The methodology of this study has several limitations, the key being the relatively small sample size. This sample size does not provide enough data points to generate statistical power to prove a hypothesis, and thus this study was described as hypothesis generating.
Data gathering by free text keyword search may exclude a population of patients who had not been documented as having PD, and thus patients identified may be an underestimation. Furthermore, the methodology in this study assumed no documentation as an omission, whereas patients might have actually taken their own medication while in the department. Equally, when doses were signed administered, these were assumed to be given on time, where poor practice of not documenting the time administered might have changed these occasions into delays.

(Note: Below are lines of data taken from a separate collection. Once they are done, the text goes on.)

use chrono::{DateTime, Utc};
use mongodb::bson::oid::ObjectId;
use serde::{Deserialize, Serialize};

use crate::repository::Entity;

#[derive(Debug, Clone, Copy, PartialEq, Eq, Serialize, Deserialize)]
#[serde(rename_all = "snake_case")]
pub enum ContactStatus {
    New,
    Read,
    Replied,
    NewsletterOnly,
    Spam,
    Archived,
}

#[derive(Debug, Clone, Copy, PartialEq, Eq, Serialize, Deserialize)]
#[serde(rename_all = "lowercase")]
pub enum ContactPriority {
    Low,
    Normal,
    High,
    Urgent,
}

/// A submission of the public contact form, or a bare newsletter signup
/// recorded with the `newsletter_only` status.
#[derive(Debug, Clone, PartialEq, Serialize, Deserialize)]
pub struct Contact {
    pub id: ObjectId,
    pub name: String,
    pub email: String,
    pub phone: Option<String>,
    pub company: Option<String>,
    pub subject: Option<String>,
    pub message: String,
    pub project_type: Option<String>,
    pub budget: Option<String>,
    pub timeline: Option<String>,
    pub newsletter: bool,
    pub status: ContactStatus,
    pub priority: ContactPriority,
    pub source: String,
    pub ip_address: Option<String>,
    pub user_agent: Option<String>,
    pub is_replied: bool,
    pub replied_at: Option<DateTime<Utc>>,
    pub replied_by: Option<ObjectId>,
    pub admin_notes: Option<String>,
    pub tags: Vec<String>,
    pub is_active: bool,
    pub archived_at: Option<DateTime<Utc>>,
    pub created_at: DateTime<Utc>,
}

impl Contact {
    pub fn new(name: String, email: String, message: String) -> Self {
        Self {
            id: ObjectId::new(),
            name,
            email: email.to_lowercase(),
            phone: None,
            company: None,
            subject: None,
            message,
            project_type: None,
            budget: None,
            timeline: None,
            newsletter: false,
            status: ContactStatus::New,
            priority: ContactPriority::Normal,
            source: "contact_form".to_string(),
            ip_address: None,
            user_agent: None,
            is_replied: false,
            replied_at: None,
            replied_by: None,
            admin_notes: None,
            tags: Vec::new(),
            is_active: true,
            archived_at: None,
            created_at: Utc::now(),
        }
    }

    /// Larger budgets bump the priority so they surface first in the inbox.
    /// The project type becomes a tag for quick filtering.
    pub fn classify(&mut self) {
        match self.budget.as_deref() {
            Some("10000-plus") => self.priority = ContactPriority::High,
            Some("5000-10000") => self.priority = ContactPriority::Normal,
            _ => {}
        }
        if let Some(project_type) = &self.project_type {
            if !self.tags.contains(project_type) {
                self.tags.push(project_type.clone());
            }
        }
    }
}

impl Entity for Contact {
    fn id(&self) -> ObjectId {
        self.id
    }
}
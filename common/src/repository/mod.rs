pub mod mongo_repository;
pub mod test_repository;

use std::sync::Arc;

use async_trait::async_trait;
use mongodb::bson::{oid::ObjectId, Bson};

use crate::error;

pub trait Entity {
    fn id(&self) -> ObjectId;
}

/// Storage access for one collection. `find_all` with a zero limit
/// returns everything past `skip`.
#[async_trait]
pub trait Repository<T> {
    async fn insert(&self, item: &T) -> error::Result<bool>;
    async fn find(&self, field: &str, value: &Bson) -> error::Result<Option<T>>;
    async fn find_many(&self, field: &str, value: &Bson) -> error::Result<Vec<T>>;
    async fn find_all(&self, skip: u32, limit: u32) -> error::Result<Vec<T>>;
    async fn update(&self, item: &T) -> error::Result<bool>;
    async fn delete(&self, field: &str, id: &ObjectId) -> error::Result<Option<T>>;
}

pub type RepositoryObject<T> = Arc<dyn Repository<T> + Send + Sync>;
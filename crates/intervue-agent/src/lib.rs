// SPDX-FileCopyrightText: 2026 Intervue Contributors
// SPDX-License-Identifier: MIT OR Apache-2.0

//! Orchestration for the Intervue assistant.
//!
//! [`RagPipeline`] runs one request through the injected components:
//! - [`Retriever`](intervue_retrieval::Retriever) fetches category-scoped documents
//! - [`PromptBuilder`](intervue_context::PromptBuilder) renders the prompt
//! - [`ModelGateway`](intervue_provider::ModelGateway) generates the answer
//! - [`RelevanceEvaluator`] asks a judge model to score it
//! - [`CostEstimator`](intervue_cost::CostEstimator) prices the generation

pub mod evaluator;
pub mod pipeline;

pub use evaluator::{RelevanceEvaluator, judge_prompt, parse_verdict, strip_code_fence};
pub use pipeline::{AnswerRequest, RagPipeline};
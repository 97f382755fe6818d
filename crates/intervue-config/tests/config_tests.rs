// SPDX-FileCopyrightText: 2026 Intervue Contributors
// SPDX-License-Identifier: MIT OR Apache-2.0

//! Integration tests for configuration loading, env overrides, and diagnostics.

use std::io::Write;

use figment::Jail;
use intervue_config::diagnostic::suggest_key;
use intervue_config::{
    ConfigError, IntervueConfig, load_and_validate_path, load_and_validate_str,
    load_config_from_str,
};

#[test]
fn full_toml_parses_every_section() {
    let toml = r#"
log_level = "debug"

[search]
url = "http://localhost:9200"
index_name = "qna"
category_field = "track"
vector_field = "qa_vector"
num_candidates = 500
result_limit = 2
timeout_secs = 5

[embedding]
model_name = "multi-qa-MiniLM-L6-cos-v1"
model_path = "/models/multi-qa/model.onnx"

[ollama]
base_url = "http://localhost:11434/v1/"
api_key = "ollama"

[openai]
base_url = "https://api.openai.com/v1/"
api_key = "sk-test"

[provider]
timeout_secs = 60
max_retries = 3
initial_backoff_ms = 250

[evaluation]
judge_model = "ollama/phi3.5"
"#;

    let config = load_and_validate_str(toml).expect("complete config should validate");
    assert_eq!(config.log_level, "debug");
    assert_eq!(config.search.index_name, "qna");
    assert_eq!(config.search.category_field, "track");
    assert_eq!(config.search.result_limit, 2);
    assert_eq!(
        config.embedding.model_path.as_deref(),
        Some("/models/multi-qa/model.onnx")
    );
    assert_eq!(config.openai.api_key.as_deref(), Some("sk-test"));
    assert_eq!(config.provider.max_retries, 3);
    assert_eq!(config.evaluation.judge_model, "ollama/phi3.5");
}

#[test]
fn serialized_defaults_are_sensible() {
    let config = IntervueConfig::default();
    assert_eq!(config.search.url, "http://elasticsearch:9200");
    assert_eq!(config.search.vector_field, "question_text_vector");
    assert_eq!(config.ollama.base_url, "http://ollama:11434/v1/");
    assert_eq!(config.ollama.api_key, "ollama");
    assert_eq!(config.openai.base_url, "https://api.openai.com/v1/");
    assert_eq!(config.provider.timeout_secs, 120);
    assert_eq!(config.provider.initial_backoff_ms, 1000);
    assert_eq!(config.log_level, "info");
}

#[test]
fn env_vars_override_file_values() {
    Jail::expect_with(|jail| {
        jail.create_file(
            "intervue.toml",
            r#"
[search]
index_name = "from-file"
"#,
        )?;
        jail.set_env("INTERVUE_SEARCH_INDEX_NAME", "from-env");
        jail.set_env("INTERVUE_OPENAI_API_KEY", "sk-env");
        jail.set_env("INTERVUE_PROVIDER_MAX_RETRIES", "4");

        let config = intervue_config::load_config()?;
        assert_eq!(config.search.index_name, "from-env");
        assert_eq!(config.openai.api_key.as_deref(), Some("sk-env"));
        assert_eq!(config.provider.max_retries, 4);
        Ok(())
    });
}

#[test]
fn local_file_is_picked_up_from_working_directory() {
    Jail::expect_with(|jail| {
        jail.create_file(
            "intervue.toml",
            r#"
[evaluation]
judge_model = "openai/gpt-4o"
"#,
        )?;
        let config = intervue_config::load_config()?;
        assert_eq!(config.evaluation.judge_model, "openai/gpt-4o");
        Ok(())
    });
}

#[test]
fn explicit_path_is_loaded_and_validated() {
    let mut file = tempfile::NamedTempFile::new().unwrap();
    writeln!(file, "[search]\nresult_limit = 1").unwrap();

    let config = load_and_validate_path(file.path()).expect("file config should validate");
    assert_eq!(config.search.result_limit, 1);
}

#[test]
fn missing_explicit_file_is_an_error() {
    let errors = load_and_validate_path(std::path::Path::new("/nonexistent/intervue.toml"))
        .unwrap_err();
    assert_eq!(errors.len(), 1);
    assert!(
        matches!(&errors[0], ConfigError::Other(msg) if msg.contains("/nonexistent/intervue.toml")),
        "got: {:?}",
        errors[0]
    );
}

#[test]
fn deny_unknown_fields_at_top_level() {
    let toml = r#"
[storage]
database_path = "intervue.db"
"#;

    let err = load_config_from_str(toml).expect_err("unknown section should be rejected");
    let err_str = format!("{err}");
    assert!(
        err_str.contains("unknown field") || err_str.contains("storage"),
        "error should mention unknown field, got: {err_str}"
    );
}

#[test]
fn unknown_key_suggests_closest_match() {
    let toml = r#"
[search]
index_nme = "qna"
"#;

    let errors = load_and_validate_str(toml).expect_err("should produce errors");
    let found = errors.iter().any(|e| {
        matches!(e, ConfigError::UnknownKey { key, suggestion, valid_keys, .. } if {
            key == "index_nme"
                && suggestion.as_deref() == Some("index_name")
                && valid_keys.contains("category_field")
        })
    });
    assert!(found, "expected UnknownKey with suggestion, got: {errors:?}");
}

#[test]
fn invalid_type_is_reported() {
    let toml = r#"
[search]
num_candidates = "lots"
"#;

    let errors = load_and_validate_str(toml).expect_err("should reject invalid type");
    assert!(
        errors
            .iter()
            .any(|e| matches!(e, ConfigError::InvalidType { .. })),
        "got: {errors:?}"
    );
}

#[test]
fn validation_rejects_unsupported_judge() {
    let toml = r#"
[evaluation]
judge_model = "gpt-4o-mini"
"#;

    let errors = load_and_validate_str(toml).expect_err("bare model name should fail");
    assert!(errors.iter().any(
        |e| matches!(e, ConfigError::Validation { message } if message.contains("judge_model"))
    ));
}

#[test]
fn diagnostic_no_suggestion_for_distant_typo() {
    let valid_keys = &["base_url", "api_key"];
    assert!(suggest_key("zzzzzz", valid_keys).is_none());
}

#[test]
fn config_error_renders_with_miette() {
    use miette::{Diagnostic, GraphicalReportHandler};

    let error = ConfigError::UnknownKey {
        key: "judge_modle".to_string(),
        suggestion: Some("judge_model".to_string()),
        valid_keys: "judge_model".to_string(),
        span: None,
        src: None,
    };

    assert!(error.code().is_some());
    let help = error.help().expect("should have help text").to_string();
    assert!(help.contains("did you mean `judge_model`"), "got: {help}");

    let mut buf = String::new();
    GraphicalReportHandler::new()
        .render_report(&mut buf, &error)
        .expect("should render without error");
    assert!(buf.contains("judge_modle"));
}
// SPDX-FileCopyrightText: 2026 Intervue Contributors
// SPDX-License-Identifier: MIT OR Apache-2.0

//! Core library for the Intervue interview-preparation assistant.
//!
//! This crate provides the error type, the domain types that flow through
//! the retrieve → generate → evaluate pipeline, and the adapter traits that
//! the search, embedding, and provider crates implement.

pub mod error;
pub mod traits;
pub mod types;

// Re-export key items at crate root for ergonomic imports.
pub use error::IntervueError;
pub use types::{
    AdapterType, AnswerRecord, Category, Document, GenerationResult, HealthStatus, LengthTier,
    MAX_RESULTS, ModelIdentifier, ProviderKind, RelevanceLabel, RelevanceVerdict,
    RetrievalResult, SearchMode, SearchQuery, TokenUsage,
};

pub use traits::{EmbeddingAdapter, PluginAdapter, ProviderAdapter, SearchAdapter};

Information around the severity of the presenting complaint was not taken into account, because the spectrum of the acute presenting complaint might affect the ability of ED clinicians to prescribe drugs, such as in situations of life-threatening trauma or cardiac arrest. These situations may have more close correlations with dose omissions, rather than pharmacist intervention. Furthermore, situation of admission may also more significantly affect a total length of inpatient stay.
Pharmacist intervention was associated with a statistically lower number of omissions of APMs while in the ED. This intervention was associated with a lower incidence of PD-related deterioration in symptoms while in the department. Furthermore, as the interventions involved early medicines reconciliation, supply and handover of care, beneficial effects on dose omissions were observed on base ward level also.
These results also clearly demonstrate the potential deficiencies of EDs in reconciling and continuing chronic therapies in the acute setting. Readily available clinical pharmacists are an ideal choice in taking on this responsibility and taking pressure off ED clinicians, as well as yielding time and efficiency savings on base ward level.
The relatively small amount of data collected makes it difficult to comment on conclusions around an effect on length of patient stay. It is likely that a combination of factors such as age, co-morbidities and presenting complaint has impacts on length of stay and outcomes, and greater numbers of patients would need to be analysed to draw concrete conclusions.
Further study is required in exploring clinical pharmacy services within EDs on other high risk patient profiles, to determine if similar benefits can be identified.